5 Startup Marketing Strategies That Work Even When Things Are Tough

You may not be able to predict the future, but these tried-and-true marketing strategies will help you create opportunities even in the most difficult of times.

5 Startup Marketing Strategies That Work Even When Things Are Tough
Startup Marketing Strategies

The startup world is in disarray, and the economic outlook is bleak. Many businesses are laying off large numbers of employees, cutting back on initiatives, and rethinking their entire sales and marketing strategy. It won't always be this way — it's a cycle — but that doesn't make it any easier to deal with now. Every marketer seems to be wondering, "What can we do?"

Begin with these five startup marketing strategies. Even in the best of times, they make an excellent foundation for any marketing strategy, but they are especially prudent in the worst. Implement these, and you may find yourself head and shoulders above your competitors when the cycle turns.

1. Communicate with your customers!

When in doubt, consult with your customers. What are they going through, what do they require, and what do they expect to happen in the next three, six, or twelve months? What bothers them may be news to you, and what bothers you may not bother them at all. Here are some starter questions to get the conversation started:

  • How are things now in comparison to this time last year?
  • Do you want to spend more, less, or about the same in this category?
  • What is your current biggest challenge?
  • What do you believe the most difficult challenge will be in the next six months? 12?
  • What would compel you to purchase this item or upgrade your account?
  • What would prevent you from investing in this?
  • What do you like about what we're doing? That you don't know?

Use the results of these customer interviews to shape your marketing.

2. Provide smooth purchasing experiences

Everything that stands in the way of a customer making a purchase is removed in the best customer experience. "Frictionless" is always a good target, but in uncertain times, you need to look for outlandish ways to remove friction.

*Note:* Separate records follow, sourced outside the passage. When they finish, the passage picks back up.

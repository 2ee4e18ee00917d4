// Copyright 2026 The Simlin Authors. All rights reserved.
// Use of this source code is governed by the Apache License,
// Version 2.0, that can be found in the LICENSE file.

//! Recognizing the math functions from CSS Values 4 (`calc()`, `min()`,
//! `max()`, `clamp()`) and their vendor-prefixed spellings.

use crate::ast::{Function, Node};

const VENDOR_PREFIXES: &[&str] = &["", "-webkit-", "-moz-"];

fn is_named(name: &str, base: &str) -> bool {
    let name = name.to_ascii_lowercase();
    VENDOR_PREFIXES
        .iter()
        .any(|prefix| name.strip_prefix(prefix) == Some(base))
}

pub fn is_calc(name: &str) -> bool {
    is_named(name, "calc")
}

pub fn is_min(name: &str) -> bool {
    is_named(name, "min")
}

pub fn is_max(name: &str) -> bool {
    is_named(name, "max")
}

pub fn is_clamp(name: &str) -> bool {
    is_named(name, "clamp")
}

/// Math functions get the strict calc() grammar: stray operators and
/// operands inside them are reported as errors.
pub fn is_math_function(name: &str) -> bool {
    is_calc(name) || is_clamp(name) || is_min(name) || is_max(name)
}

/// The comma separated arguments of `func`, or `None` if its children
/// don't strictly alternate `arg , arg , ... arg`.
pub fn function_arguments(func: &Function) -> Option<Vec<&Node>> {
    let mut nodes = func.nodes.iter();
    let first = nodes.next()?;
    if first.is_comma() {
        return None;
    }
    let mut args = vec![first];
    while let Some(comma) = nodes.next() {
        if !comma.is_comma() {
            return None;
        }
        match nodes.next() {
            Some(arg) if !arg.is_comma() => args.push(arg),
            _ => return None,
        }
    }
    Some(args)
}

Here are a few ideas to get your wheels turning:

  • Create a migration tool that allows customers to transfer their data from competitors to you.
  • To get people in the door, offer something incredible for free or at a massive discount — your lowest tier plan, onboarding, shipping, a managed service, etc. During the Covid-19 pandemic, Hubspot excelled at this.
  • Display the product or pricing and give the buyer control.
  • Create templates, packages, widgets, or anything else that customers would normally have to invest time and energy in.

You can use this to turn a bad landscape into a great opportunity for both you and your customers.

3. Be consistent and clear in your communication

The businesses remembered are those that were there. This is particularly valid during periods of unpredictability, volatility, and crisis. The restriction is that you cannot merely restate what has already been said. Lead by example.

Take a position on a subject, develop your positioning and messaging, and express it. Share if there is so much volatility that you are unsure of your position or lack the information necessary to decide. Include others in the process. Become the thought leader or go-to brand. Gaining widespread attention gives your sales and marketing efforts significant leverage.

4. Place larger bets when you can

Cutting back is a natural response in uncertain times, but consider this: All of your rivals are also doing so. Now is the ideal time to expand on what is effective. You can widen the separation between yourself and your rivals. When the cycle eventually turns around, you'll have gained so much momentum and are going so far ahead that nobody will be able to catch you.

You still need to manage your resources responsibly. It would be great if you could put money into initiatives and distribution methods that are already successful or that you are aware of your customers need. Invest your time instead of money if you don't have any.

The following choices involve more time than money:

  • enhancing your social media presence and brand
  • creating content for your blog and other platforms
  • Discover outlets and ways to tell your story through earned media and public relations.
  • updating your website, workflows, and existing content
  • optimization for search engines
  • Increasing the size of your customer or fan base

Note: Account upgrades and repeat purchases are probably your lowest-hanging fruit if you need to boost revenue right away. If not, make investments to widen the gap between you and rivals.

5. Review your procedures
Operations are frequently put in the "we'll worry about that later" category. Operations are frequently neglected because there are so many other things to do, such as creating and capturing demand. But during these pauses and reassessments, now is the ideal time to evaluate your operations and metrics, such as:

  • Cost of obtaining a customer
  • Retention of clients and subsequent purchases
  • annual spend or contract value
  • Workflows
  • Automation
  • Purchase journeys and customer personas (see section 1)
  • Objectives and KPIs for the current quarter

"What gets measured gets better," they say. Determine how good or bad of a situation you really are in, where you can improve, and where you can afford to bet more by auditing your operations and other metrics (see section 4). Use the information here to guide your marketing strategy.

Avoid making a snap decision.

Everything moves through cycles. Despite how difficult the present situation may seem, there will be bright days when your company can prosper. Avoid making such rash decisions; you don't want to endure long-term suffering in exchange for momentary relief. Watch your metrics, look after your customers, be clear and consistent in your communication, and place a few large bets. How well things can work out for you may surprise you.